Lori Wenzel, a obstetrician/gynecologist at Mercy Hospital Iowa City, said many patients prefer the option of a C-section over vaginal birth, and, although many doctors probably understand the possible consequences of several C-sections, they worry about legality in suggesting otherwise.

If patients want another baby after enduring placenta accreta, Wenzel said, they need to be prepared for blood transfusions during the delivery.

“It’s definitely one of the most dangerous conditions that is probably one of the leading causes of maternal mortality in today’s maternity population,” Wenzel said. “So most physicians are going to try remove the whole uterus with the placenta intact.”

Although UIHC has seen a substantial increase in placenta accreta compared with earlier years, UI Professor of obstetrics Kimberly Leslie said there is no definitive conclusion to why it is happening.

Nevertheless, she said, cesarean deliveries should still be viewed as something that is potentially going to affect the next pregnancy of the patient, more than the latter probably realizes.

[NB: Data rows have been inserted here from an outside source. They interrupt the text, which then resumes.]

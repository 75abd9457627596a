//! # pitchcraft-generator
//!
//! Turns a [`StartupData`](pitchcraft_core::entities::StartupData) record into a
//! [`GeneratedPitch`](pitchcraft_core::entities::GeneratedPitch).
//!
//! The engine is a single synchronous pass:
//! - keyword-based industry classification over all input text
//! - template builders for the elevator pitch, tagline, value proposition and
//!   slide outline
//! - a competitor sample keyed by industry
//! - a random four-item draw from the revenue model catalog
//!
//! The two random choices (tagline verb, revenue models) come from an
//! injected [`rand::Rng`], so a seeded generator reproduces its output exactly.

pub mod builders;
pub mod generator;
pub mod industry;
pub mod selectors;
pub mod tables;

pub use builders::{
    build_elevator_pitch, build_slide_points, build_tagline, build_value_proposition,
    choose_action_verb,
};
pub use generator::PitchGenerator;
pub use industry::detect_industry;
pub use selectors::{revenue_model_catalog, select_competitors, select_revenue_models};
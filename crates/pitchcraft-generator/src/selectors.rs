//! Competitor and revenue model selection.

use pitchcraft_core::entities::{RevenueModel, StartupData};
use pitchcraft_core::enums::Industry;
use rand::Rng;
use rand::seq::SliceRandom;

use crate::industry::detect_industry;
use crate::tables::{COMPETITORS, COMPETITOR_COUNT, REVENUE_MODEL_CATALOG, REVENUE_MODEL_COUNT};

/// First four sample competitors for `industry`, in declared order.
#[must_use]
pub fn select_competitors(industry: Industry) -> Vec<String> {
    let candidates = COMPETITORS
        .iter()
        .find(|(tag, _)| *tag == industry)
        .or_else(|| COMPETITORS.iter().find(|(tag, _)| *tag == Industry::Tech))
        .map_or(&[][..], |(_, names)| &names[..]);

    candidates
        .iter()
        .take(COMPETITOR_COUNT)
        .map(ToString::to_string)
        .collect()
}

/// The full revenue model catalog in declared order.
#[must_use]
pub fn revenue_model_catalog() -> Vec<RevenueModel> {
    REVENUE_MODEL_CATALOG
        .iter()
        .map(|(name, description)| RevenueModel {
            name: (*name).to_string(),
            description: (*description).to_string(),
        })
        .collect()
}

/// Four distinct revenue models drawn from a uniform shuffle of the catalog.
///
/// The catalog is not filtered by industry; the detected tag is only logged.
pub fn select_revenue_models<R: Rng + ?Sized>(data: &StartupData, rng: &mut R) -> Vec<RevenueModel> {
    let industry = detect_industry(data);

    let mut models = revenue_model_catalog();
    models.shuffle(rng);
    models.truncate(REVENUE_MODEL_COUNT);

    tracing::debug!(
        %industry,
        models = ?models.iter().map(|m| m.name.as_str()).collect::<Vec<_>>(),
        "selected revenue models"
    );
    models
}

#[cfg(test)]
mod tests {
    use std::collections::HashSet;

    use pretty_assertions::assert_eq;
    use rand::SeedableRng;
    use rand::rngs::StdRng;
    use rstest::rstest;

    use super::*;

    #[rstest]
    #[case(Industry::Tech, ["TechCorp Inc.", "InnovateLabs", "CloudSync Solutions", "DataFlow Systems"])]
    #[case(Industry::Health, ["HealthTech Pro", "WellnessWorks", "MedConnect", "FitLife Solutions"])]
    #[case(Industry::Education, ["EduTech Solutions", "LearnSmart", "StudyBuddy Pro", "ClassroomCloud"])]
    #[case(Industry::Finance, ["FinTech Forward", "PayEasy Systems", "MoneyMaster", "InvestSmart"])]
    #[case(Industry::Social, ["SocialSphere", "ConnectHub", "CommunityLink", "ShareSpace"])]
    #[case(Industry::Ecommerce, ["ShopSmart", "MarketPlace Pro", "RetailRevolution", "BuyNow Solutions"])]
    #[case(Industry::Sustainability, ["GreenTech Solutions", "EcoInnovate", "SustainableSystems", "CarbonZero"])]
    fn competitors_are_a_four_item_prefix(#[case] industry: Industry, #[case] expected: [&str; 4]) {
        assert_eq!(select_competitors(industry), expected);
    }

    #[test]
    fn competitors_are_stable_across_calls() {
        assert_eq!(
            select_competitors(Industry::Finance),
            select_competitors(Industry::Finance)
        );
    }

    #[test]
    fn revenue_models_are_four_distinct_catalog_entries() {
        let catalog = revenue_model_catalog();
        let data = StartupData {
            name: "Acme".into(),
            ..StartupData::default()
        };
        let mut rng = StdRng::seed_from_u64(7);

        for _ in 0..50 {
            let models = select_revenue_models(&data, &mut rng);
            assert_eq!(models.len(), 4);
            let unique: HashSet<&RevenueModel> = models.iter().collect();
            assert_eq!(unique.len(), 4);
            assert!(models.iter().all(|m| catalog.contains(m)));
        }
    }

    #[test]
    fn revenue_models_vary_across_draws() {
        let data = StartupData {
            name: "Acme".into(),
            ..StartupData::default()
        };
        let mut rng = StdRng::seed_from_u64(2024);
        let draws: HashSet<Vec<String>> = (0..30)
            .map(|_| {
                select_revenue_models(&data, &mut rng)
                    .into_iter()
                    .map(|m| m.name)
                    .collect()
            })
            .collect();
        assert!(draws.len() > 1);
    }

    #[test]
    fn same_seed_gives_same_revenue_models() {
        let data = StartupData {
            name: "Acme".into(),
            ..StartupData::default()
        };
        let first = select_revenue_models(&data, &mut StdRng::seed_from_u64(99));
        let second = select_revenue_models(&data, &mut StdRng::seed_from_u64(99));
        assert_eq!(first, second);
    }
}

The baby normally has to spend time in the Intensive Care Unit, she said, and usual protocol results in sterilization of the mother.

“Many of the women have had more than one delivery by C-section, so they do have a family, which is one saving grace,” Leslie said. “We hope to end up with another healthy baby, but it requires a substantial amount of work and extensive protocols to optimize outcomes.”